The troupe was established during the Japanese colonial period (1895–1945). At that time, it was already participating in the Shang Baijiao incense-offering procession organized by Syuejia Tzu Chi Temple. In its early years, membership primarily consisted of members of the Hsieh clan. It is currently designated as an Important Cultural Asset by the Tainan City Government and Taiwan's Ministry of Culture.

== Background ==
There are several accounts regarding the origins of the Golden Lion Formation. One widely circulated tradition holds that the founding patriarch of the lion formation was Emperor Taizu of Song, Zhao Kuangyin. This legend is linked to the belief that Emperor Taizu created a martial art known as Taizu Quan (Emperor Taizu's boxing style). Over time, this martial tradition was incorporated into what later became known as the “Four Songjiang Formations”. These include the Songjiang Formation, Golden Lion Formation, White Crane Formation, and Wuhu Pingxi Formation, all of which incorporate elements of this martial tradition.
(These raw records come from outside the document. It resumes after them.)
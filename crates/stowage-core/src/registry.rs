// SPDX-FileCopyrightText: 2026 Stowage Contributors
// SPDX-License-Identifier: MIT OR Apache-2.0

//! Command registry, populated once at startup and read by the dispatcher.

use std::collections::HashMap;
use std::sync::Arc;

use tracing::debug;

use crate::error::StowageError;
use crate::traits::{Command, GuildApi, ReplySurface};
use crate::types::Invocation;

/// Registry of slash commands, indexed by name.
pub struct CommandRegistry {
    commands: HashMap<String, Arc<dyn Command>>,
}

impl CommandRegistry {
    /// Creates an empty registry.
    pub fn new() -> Self {
        Self {
            commands: HashMap::new(),
        }
    }

    /// Registers a command under its `name()`, replacing any previous entry.
    pub fn register(&mut self, command: Arc<dyn Command>) {
        self.commands.insert(command.name().to_string(), command);
    }

    /// Looks up a command by name.
    pub fn get(&self, name: &str) -> Option<Arc<dyn Command>> {
        self.commands.get(name).cloned()
    }

    /// Returns all registered commands sorted by name.
    pub fn commands(&self) -> Vec<Arc<dyn Command>> {
        let mut all: Vec<Arc<dyn Command>> = self.commands.values().cloned().collect();
        all.sort_by(|a, b| a.name().cmp(b.name()));
        all
    }

    /// Routes `invocation` to the command it names.
    pub async fn dispatch(
        &self,
        invocation: &Invocation,
        guild: &dyn GuildApi,
        reply: &dyn ReplySurface,
    ) -> Result<(), StowageError> {
        let command = self
            .get(&invocation.command)
            .ok_or_else(|| StowageError::not_found("command", &invocation.command))?;

        debug!(
            command = %invocation.command,
            guild_id = %invocation.guild_id,
            channel_id = %invocation.channel_id,
            user_id = %invocation.user_id,
            "dispatching command"
        );
        command.execute(invocation, guild, reply).await
    }

    /// Returns the number of registered commands.
    pub fn len(&self) -> usize {
        self.commands.len()
    }

    /// Returns true if no commands are registered.
    pub fn is_empty(&self) -> bool {
        self.commands.is_empty()
    }
}

impl Default for CommandRegistry {
    fn default() -> Self {
        Self::new()
    }
}
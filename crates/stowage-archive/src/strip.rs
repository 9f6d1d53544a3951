// SPDX-FileCopyrightText: 2026 Stowage Contributors
// SPDX-License-Identifier: MIT OR Apache-2.0

//! Stage 4: remove every overwrite, then hide the channel from `@everyone`.

use serenity::all::{ChannelId, GuildId, PermissionOverwrite, PermissionOverwriteType, Permissions};
use stowage_core::types::everyone_role;
use stowage_core::{ChannelInfo, GuildApi};
use tracing::{error, warn};

use crate::outcome::Outcome;

/// Deletes each overwrite on `channel` independently.
///
/// Failures are logged and recorded; every principal is visited.
pub async fn delete_overwrites(
    guild: &dyn GuildApi,
    channel: &ChannelInfo,
) -> Vec<(PermissionOverwriteType, Outcome)> {
    let mut deletions = Vec::with_capacity(channel.overwrites.len());
    for overwrite in &channel.overwrites {
        let principal = overwrite.kind;
        let result = guild.delete_overwrite(channel.id, principal).await;
        if let Err(e) = &result {
            warn!(channel_id = %channel.id, principal = ?principal, error = %e, "failed to delete overwrite");
        }
        deletions.push((principal, Outcome::from(result)));
    }
    deletions
}

/// The `@everyone` overwrite that hides a channel.
pub fn everyone_view_deny(guild_id: GuildId) -> PermissionOverwrite {
    PermissionOverwrite {
        allow: Permissions::empty(),
        deny: Permissions::VIEW_CHANNEL,
        kind: PermissionOverwriteType::Role(everyone_role(guild_id)),
    }
}

/// Puts the `@everyone` view deny on `channel`. Returns whether it landed.
///
/// A failure leaves the channel visible to the whole guild, so it is logged
/// at error level, but the archive still continues.
pub async fn deny_everyone(guild: &dyn GuildApi, channel: ChannelId) -> bool {
    match guild
        .put_overwrite(channel, everyone_view_deny(guild.guild_id()))
        .await
    {
        Ok(()) => true,
        Err(e) => {
            error!(
                channel_id = %channel,
                error = %e,
                "failed to deny @everyone view access; archived channel may still be public"
            );
            false
        }
    }
}

#[cfg(test)]
mod tests {
    use serenity::all::{RoleId, UserId};
    use stowage_test_utils::fixtures::{member_overwrite, role_overwrite, text_channel};
    use stowage_test_utils::MockGuild;

    use super::*;

    const GUILD: u64 = 1;

    fn crowded_channel() -> ChannelInfo {
        let mut channel = text_channel(10, "general");
        channel.overwrites = vec![
            role_overwrite(GUILD, Permissions::empty(), Permissions::SEND_MESSAGES),
            role_overwrite(50, Permissions::VIEW_CHANNEL, Permissions::empty()),
            member_overwrite(3, Permissions::VIEW_CHANNEL, Permissions::empty()),
        ];
        channel
    }

    #[tokio::test]
    async fn clean_strip_leaves_only_everyone_deny() {
        let channel = crowded_channel();
        let guild = MockGuild::new(GUILD, 2).with_channel(channel.clone());

        let deletions = delete_overwrites(&guild, &channel).await;
        assert_eq!(deletions.len(), 3);
        assert!(deletions.iter().all(|(_, o)| o.is_applied()));
        assert!(deny_everyone(&guild, channel.id).await);

        let state = guild.channel_state(channel.id).unwrap();
        assert_eq!(state.overwrites.len(), 1);
        assert_eq!(
            state.overwrites[0].kind,
            PermissionOverwriteType::Role(RoleId::new(GUILD))
        );
        assert_eq!(state.overwrites[0].deny, Permissions::VIEW_CHANNEL);
        assert!(state.overwrites[0].allow.is_empty());
    }

    #[tokio::test]
    #[tracing_test::traced_test]
    async fn failed_delete_is_skipped() {
        let channel = crowded_channel();
        let stuck = PermissionOverwriteType::Role(RoleId::new(50));
        let guild = MockGuild::new(GUILD, 2)
            .with_channel(channel.clone())
            .fail_delete_overwrite(stuck);

        let deletions = delete_overwrites(&guild, &channel).await;
        let failed: Vec<_> = deletions
            .iter()
            .filter(|(_, o)| !o.is_applied())
            .map(|(p, _)| *p)
            .collect();
        assert_eq!(failed, vec![stuck]);
        assert!(deletions.iter().any(|(p, o)| *p
            == PermissionOverwriteType::Member(UserId::new(3))
            && o.is_applied()));
        assert!(logs_contain("failed to delete overwrite"));
    }

    #[tokio::test]
    #[tracing_test::traced_test]
    async fn failed_everyone_deny_is_reported() {
        let channel = text_channel(10, "general");
        let guild = MockGuild::new(GUILD, 2)
            .with_channel(channel.clone())
            .fail_put_overwrite(PermissionOverwriteType::Role(RoleId::new(GUILD)));

        assert!(!deny_everyone(&guild, channel.id).await);
        assert!(logs_contain("may still be public"));
    }
}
According to local residents of the Zhongjiao settlement, the Hsieh Clan Lion Troupe already existed during the Japanese colonial period.In earlier times, many settlements in Syuejia were largely composed of members of the Hsieh clan. Consequently, the troupe's early membership consisted primarily of Hsieh clan members, and the troupe thus came to be known as the “Hsieh Clan Lion Troupe.”

After its establishment, the Hsieh Clan Lion Troupe of Zhongjiao, owing to their shared surname, invited a martial arts instructor surnamed Hsieh from the Xigang Golden Lion Formation to provide instruction. However, the Golden Lion Formation tradition places strong emphasis on lineage relationships, including kinship ties among troupe members, master–disciple transmission, and alliance relationships between troupes.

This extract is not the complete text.